Use: zz[[3,2]] = Append[zz[[3]][[2]], {1, 1, 1, 1, 1}] instead of zz[[3]][[2]] = Append[zz[[3]][[2]], {1, 1, 1, 1, 1}] The latter does not work, because, as the error message tell's you the in assignments of the form Part[something,...]= ..., the "something" must be a symbol. The former assignment above has the FullForm Part[zz,3,2] so it satisfies this condition while the latter has the form Part[Part[zz, 3], 2] so it doesn't. Andrzej Kozlowski Toyama International University JAPAN http://platon.c.u-tokyo.ac.jp/andrzej/ On Thursday, June 27, 2002, at 01:23 PM, Bob Harris wrote: > Howdy, > > I'm trying to assign a new value to an entry in a sublist (of another > list), > and I can't understand why it won't work. > > For example, I do the following: > > In[1]:= zz = {{2, {{1, 1}}}, {10, {{3, 1}}}, {5, {{2, 1}}}} > Out[1]= {{2, {{1, 1}}}, {10, {{3, 1}}}, {5, {{2, 1}}}} > > In[2]:= zz[[3]][[2]] > Out[2]= {{2, 1}} > > In[3]:= Append[zz[[3]][[2]], {1, 1, 1, 1, 1}] > Out[3]= {{2, 1}, {1, 1, 1, 1, 1}} > > In[4]:= zz[[3]][[2]] = Append[zz[[3]][[2]], {1, 1, 1, 1, 1}] > Set::"setps : zz[[3]] in assignment of part is not a symbol." > Out[4]= {{2, 1}, {1, 1, 1, 1, 1}} > > For some reason it doesn't like the assignment. What confuses me is > that is > zz[[3]][[2]] were just a variable, it would work.

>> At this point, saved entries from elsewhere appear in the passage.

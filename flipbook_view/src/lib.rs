// Copyright 2025 the Flipbook Authors
// SPDX-License-Identifier: Apache-2.0 OR MIT

//! Flipbook View: zoom and pan over a rendered spread.
//!
//! This crate is a small, headless model of the flipbook viewport. It owns
//! the zoom factor and pan offset and keeps them valid with respect to the
//! measured viewport and content sizes. It focuses on:
//! - Pan clamping ([`clamp_pan`]) that keeps scaled content covering the
//!   viewport, or centered when it is smaller.
//! - Eased zoom animation advanced by the host's frame loop.
//! - Drag-to-pan capture ([`PanDrag`]).
//! - Cursor selection for the current interaction state.
//!
//! It does **not** render, measure, or receive events. Callers are expected
//! to:
//! - Measure the viewport and spread content and report the sizes.
//! - Call [`SpreadViewport::tick`] with a monotonic timestamp each frame while
//!   [`SpreadViewport::is_animating`] is `true`.
//! - Apply [`SpreadViewport::transform`] to the spread content.
//!
//! ## Minimal example
//!
//! ```rust
//! use kurbo::{Point, Size};
//! use flipbook_view::{SpreadViewport, ZoomTick};
//!
//! let mut view = SpreadViewport::default();
//! view.set_viewport_size(Size::new(1280.0, 800.0));
//! view.set_content_size(Size::new(1200.0, 780.0));
//!
//! // Double click: animate to 1.5x over 1.2s.
//! view.toggle_zoom(0);
//! assert_eq!(view.tick(600), ZoomTick::Running);
//! assert_eq!(view.tick(1200), ZoomTick::Finished);
//! assert_eq!(view.zoom(), 1.5);
//!
//! // Drag the magnified content; pan stays inside the clamp region.
//! view.pointer_down(Point::new(600.0, 400.0));
//! view.pointer_move(Point::new(-5000.0, 400.0));
//! view.pointer_up();
//! assert!(view.pan().x >= 640.0 - 1800.0 + 600.0);
//! ```

mod clamp;
mod drag;
mod viewport;
mod zoom;

pub use clamp::{clamp_pan, pan_range};
pub use drag::PanDrag;
pub use viewport::{
    Cursor, DEFAULT_TOGGLE_ZOOM, DEFAULT_ZOOM_DURATION_MS, SpreadViewport, ViewportState, ZoomTick,
};
pub use zoom::{ZoomAnimation, ZoomLimits};
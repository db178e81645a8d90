// Copyright 2025 the Flipbook Authors
// SPDX-License-Identifier: Apache-2.0 OR MIT

/// 31-bit string hash used to seed generated content.
///
/// Folds `h * 31 + unit` over the UTF-16 code units of `seed` with 32-bit
/// signed wrap-around, then takes the magnitude. Stable across platforms, so
/// a page id always maps to the same text and picture.
pub(crate) fn seed_hash(seed: &str) -> u32 {
    let h = seed.encode_utf16().fold(0_i32, |h, unit| {
        h.wrapping_shl(5).wrapping_sub(h).wrapping_add(i32::from(unit))
    });
    h.unsigned_abs()
}
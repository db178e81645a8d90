// Copyright 2025 the Flipbook Authors
// SPDX-License-Identifier: Apache-2.0 OR MIT

use flipbook_pagination::{Direction, SpreadLabel};
use flipbook_timing::{Millis, Tween};

use crate::geometry::TurnGeometry;
use crate::pose::{LeafFace, TurnPose};

/// Turn duration used by [`TurnMachine::default`].
pub const DEFAULT_TURN_DURATION_MS: Millis = 1400;

/// Where a turn is in its life cycle.
#[derive(Clone, Copy, Debug, PartialEq, Eq)]
pub enum TurnPhase {
    /// No turn.
    Idle,
    /// Waiting for the destination spread.
    Loading,
    /// The leaf is moving.
    Animating,
    /// The leaf has landed; waiting for the destination to become current.
    Settling,
}

/// A turn could not start.
#[derive(Clone, Copy, Debug, PartialEq, Eq, thiserror::Error)]
pub enum TurnRejected {
    /// Another turn is already in progress. Requests are never queued.
    #[error("a page turn is already in progress")]
    Busy,
}

/// Result of advancing the turn by one frame.
#[derive(Clone, Debug, PartialEq)]
pub enum TurnTick {
    /// No turn.
    Idle,
    /// The destination spread has not been supplied yet; no frame is needed.
    Waiting,
    /// The leaf moved; progress in `[0, 1)`.
    Progress(f64),
    /// The leaf landed on this frame. Navigate to the label. Reported once.
    Completed(SpreadLabel),
    /// Landed earlier; still waiting for [`TurnMachine::confirm`].
    Settling,
}

#[derive(Clone, Debug)]
struct Turn<P> {
    direction: Direction,
    target: SpreadLabel,
    from: P,
    to: Option<P>,
    geometry: TurnGeometry,
    clock: Option<Tween>,
    progress: f64,
    landed: bool,
}

/// Page-turn state machine.
///
/// Holds at most one turn. A turn goes through three phases:
///
/// 1. **Loading**: [`begin`](Self::begin) snapshots the outgoing spread and
///    the layout. Nothing moves until [`supply`](Self::supply) hands over the
///    destination spread, from a cache or a fetch.
/// 2. **Animating**: [`tick`](Self::tick) advances an eased progress value
///    from 0 to exactly 1. Progress never goes backwards.
/// 3. **Settling**: the leaf has landed and the host has been told to
///    navigate. [`confirm`](Self::confirm) returns to idle once the
///    destination is the current content.
///
/// [`abort`](Self::abort) leaves any phase immediately.
///
/// `P` is the spread payload type, kept opaque so the machine never inspects
/// page content.
#[derive(Clone, Debug)]
pub struct TurnMachine<P> {
    duration: Millis,
    turn: Option<Turn<P>>,
}

impl<P> Default for TurnMachine<P> {
    fn default() -> Self {
        Self::new(DEFAULT_TURN_DURATION_MS)
    }
}

impl<P> TurnMachine<P> {
    /// Creates an idle machine whose turns last `duration` milliseconds.
    #[must_use]
    pub fn new(duration: Millis) -> Self {
        Self {
            duration,
            turn: None,
        }
    }

    /// Current phase.
    #[must_use]
    pub fn phase(&self) -> TurnPhase {
        match &self.turn {
            None => TurnPhase::Idle,
            Some(turn) if turn.landed => TurnPhase::Settling,
            Some(turn) if turn.clock.is_some() => TurnPhase::Animating,
            Some(_) => TurnPhase::Loading,
        }
    }

    /// Returns `true` in any phase but [`TurnPhase::Idle`].
    #[must_use]
    pub fn is_turning(&self) -> bool {
        self.turn.is_some()
    }

    /// Direction of the current turn.
    #[must_use]
    pub fn direction(&self) -> Option<Direction> {
        self.turn.as_ref().map(|t| t.direction)
    }

    /// Destination of the current turn.
    #[must_use]
    pub fn target(&self) -> Option<&SpreadLabel> {
        self.turn.as_ref().map(|t| &t.target)
    }

    /// Last progress reported by [`tick`](Self::tick); 0 when idle.
    #[must_use]
    pub fn progress(&self) -> f64 {
        self.turn.as_ref().map_or(0.0, |t| t.progress)
    }

    /// Starts a turn toward `target`.
    ///
    /// Refused while another turn is in progress.
    pub fn begin(
        &mut self,
        direction: Direction,
        target: SpreadLabel,
        from: P,
        geometry: TurnGeometry,
    ) -> Result<(), TurnRejected> {
        if self.turn.is_some() {
            return Err(TurnRejected::Busy);
        }
        self.turn = Some(Turn {
            direction,
            target,
            from,
            to: None,
            geometry,
            clock: None,
            progress: 0.0,
            landed: false,
        });
        Ok(())
    }

    /// Hands over the destination spread and starts the clock at `now`.
    ///
    /// Returns `false`, dropping `to`, unless the machine is loading.
    pub fn supply(&mut self, to: P, now: Millis) -> bool {
        match &mut self.turn {
            Some(turn) if turn.clock.is_none() => {
                turn.to = Some(to);
                turn.clock = Some(Tween::new(now, self.duration));
                true
            }
            _ => false,
        }
    }

    /// Cancels the turn in whatever phase it is.
    ///
    /// Returns the destination label so the caller can still navigate there
    /// without animation.
    pub fn abort(&mut self) -> Option<SpreadLabel> {
        self.turn.take().map(|t| t.target)
    }

    /// Progress the turn would have at `now`, without advancing it.
    ///
    /// 0 while loading or idle, 1 once settling.
    #[must_use]
    pub fn progress_at(&self, now: Millis) -> f64 {
        let Some(turn) = &self.turn else {
            return 0.0;
        };
        if turn.landed {
            return 1.0;
        }
        turn.clock
            .map_or(0.0, |clock| clock.eased_at(now).max(turn.progress))
    }

    /// Advances the turn to `now`.
    pub fn tick(&mut self, now: Millis) -> TurnTick {
        let Some(turn) = &mut self.turn else {
            return TurnTick::Idle;
        };
        if turn.landed {
            return TurnTick::Settling;
        }
        let Some(clock) = turn.clock else {
            return TurnTick::Waiting;
        };
        if clock.is_finished(now) {
            turn.progress = 1.0;
            turn.landed = true;
            return TurnTick::Completed(turn.target.clone());
        }
        turn.progress = clock.eased_at(now).max(turn.progress);
        TurnTick::Progress(turn.progress)
    }

    /// Reports that `current` is now the content on screen.
    ///
    /// Ends a settling turn whose destination is `current` and returns
    /// `true`. Otherwise does nothing.
    pub fn confirm(&mut self, current: &SpreadLabel) -> bool {
        let settled = self
            .turn
            .as_ref()
            .is_some_and(|t| t.landed && t.target == *current);
        if settled {
            self.turn = None;
        }
        settled
    }

    /// Everything a renderer needs for the current frame.
    ///
    /// `None` unless the leaf is animating or settling.
    #[must_use]
    pub fn scene(&self) -> Option<TurnScene<'_, P>> {
        let turn = self.turn.as_ref()?;
        let to = turn.to.as_ref()?;
        Some(TurnScene {
            direction: turn.direction,
            from: &turn.from,
            to,
            geometry: turn.geometry,
            progress: turn.progress,
            pose: TurnPose::at(turn.progress, turn.direction, turn.geometry.gap),
        })
    }
}

/// A borrowed snapshot of a running turn.
#[derive(Debug)]
pub struct TurnScene<'a, P> {
    /// Turn direction.
    pub direction: Direction,
    /// The outgoing spread.
    pub from: &'a P,
    /// The incoming spread, drawn underneath the leaf.
    pub to: &'a P,
    /// Frozen layout.
    pub geometry: TurnGeometry,
    /// Progress in `[0, 1]`.
    pub progress: f64,
    /// Leaf pose for `progress`.
    pub pose: TurnPose,
}

impl<'a, P> TurnScene<'a, P> {
    /// Which spread the leaf shows.
    ///
    /// The outgoing spread supplies the page on the turning side (right for a
    /// next turn, left for a previous turn); the incoming spread supplies the
    /// page on the opposite side.
    #[must_use]
    pub fn face(&self) -> LeafFace<&'a P> {
        LeafFace::at(self.progress, self.from, self.to)
    }
}

impl<P> Clone for TurnScene<'_, P> {
    fn clone(&self) -> Self {
        *self
    }
}

impl<P> Copy for TurnScene<'_, P> {}

#[cfg(test)]
mod tests {
    use flipbook_pagination::{Direction, Page, PageKind, PageSide, Pagination};
    use kurbo::{Rect, Size};

    use super::{TurnMachine, TurnPhase, TurnRejected, TurnTick};
    use crate::geometry::TurnGeometry;
    use crate::pose::LeafFace;

    fn pagination() -> Pagination {
        let pages = (0..16)
            .map(|n| Page::new(format!("p{n}"), n, PageKind::Article, PageSide::Left))
            .collect();
        Pagination::new(pages)
    }

    fn geometry() -> TurnGeometry {
        TurnGeometry::measure(
            Size::new(1000.0, 700.0),
            Some(Rect::new(90.0, 40.0, 490.0, 561.0)),
            Some(Rect::new(510.0, 40.0, 910.0, 561.0)),
            Direction::Next,
        )
    }

    #[test]
    fn full_cycle() {
        let p = pagination();
        let target = p.label(3).unwrap();
        let mut turn = TurnMachine::<&str>::default();
        assert_eq!(turn.phase(), TurnPhase::Idle);

        turn.begin(Direction::Next, target.clone(), "1_2", geometry()).unwrap();
        assert_eq!(turn.phase(), TurnPhase::Loading);
        assert_eq!(turn.tick(100), TurnTick::Waiting);
        assert!(turn.scene().is_none());

        assert!(turn.supply("3_4", 1000));
        assert_eq!(turn.phase(), TurnPhase::Animating);
        assert_eq!(turn.tick(1000), TurnTick::Progress(0.0));
        let TurnTick::Progress(mid) = turn.tick(1700) else {
            panic!("expected progress");
        };
        assert_eq!(mid, 0.5);
        let scene = turn.scene().unwrap();
        assert_eq!(scene.face(), LeafFace::SecondHalf(&"3_4"));
        assert_eq!(scene.pose.angle, -90.0);

        assert_eq!(turn.tick(2400), TurnTick::Completed(target.clone()));
        assert_eq!(turn.phase(), TurnPhase::Settling);
        assert_eq!(turn.progress(), 1.0);
        assert_eq!(turn.tick(2500), TurnTick::Settling);

        assert!(!turn.confirm(&p.label(1).unwrap()));
        assert!(turn.confirm(&target));
        assert_eq!(turn.phase(), TurnPhase::Idle);
        assert_eq!(turn.tick(2600), TurnTick::Idle);
    }

    #[test]
    fn second_turn_is_rejected() {
        let p = pagination();
        let mut turn = TurnMachine::<()>::new(1400);
        turn.begin(Direction::Next, p.label(3).unwrap(), (), geometry()).unwrap();
        assert_eq!(
            turn.begin(Direction::Prev, p.label(0).unwrap(), (), geometry()),
            Err(TurnRejected::Busy)
        );
        assert_eq!(turn.direction(), Some(Direction::Next));
    }

    #[test]
    fn abort_returns_the_target() {
        let p = pagination();
        let mut turn = TurnMachine::<()>::default();
        turn.begin(Direction::Prev, p.label(0).unwrap(), (), geometry()).unwrap();
        assert_eq!(turn.abort().as_ref().map(|l| l.as_str()), Some("0"));
        assert!(!turn.is_turning());
        assert_eq!(turn.abort(), None);
        assert!(!turn.supply((), 0));
    }

    #[test]
    fn progress_does_not_go_backwards() {
        let p = pagination();
        let mut turn = TurnMachine::<()>::default();
        turn.begin(Direction::Next, p.label(3).unwrap(), (), geometry()).unwrap();
        turn.supply((), 500);
        turn.tick(1200);
        let reached = turn.progress();
        // A stale timestamp must not rewind the leaf.
        assert_eq!(turn.tick(600), TurnTick::Progress(reached));
        assert_eq!(turn.progress_at(0), reached);
        assert!(turn.progress_at(1500) > reached);
    }

    #[test]
    fn supply_twice_is_ignored() {
        let p = pagination();
        let mut turn = TurnMachine::<u8>::default();
        turn.begin(Direction::Next, p.label(3).unwrap(), 1, geometry()).unwrap();
        assert!(turn.supply(2, 0));
        assert!(!turn.supply(3, 10));
        turn.tick(10);
        assert_eq!(*turn.scene().unwrap().to, 2);
    }
}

Further, if it were > just > an entry at the *top* level of a list, it would work, as this example > shows: > > In[5]:= yy = zz[[3]] > Out[5]= {5, {{2, 1}}} > > In[6]:= yy[[2]] > Out[6]= {{2, 1}} > > In[7]:= yy[[2]] = Append[yy[[2]], {1, 1, 1, 1, 1}] > Out[7]= {{2, 1}, {1, 1, 1, 1, 1}} > > So it seems like the issue is just that deeply nested things don't > behave > like things that are not as deeply nested. Am I right about that? How > can > I modify an entry in a sublist? > > Thanks, > Bob H > > > >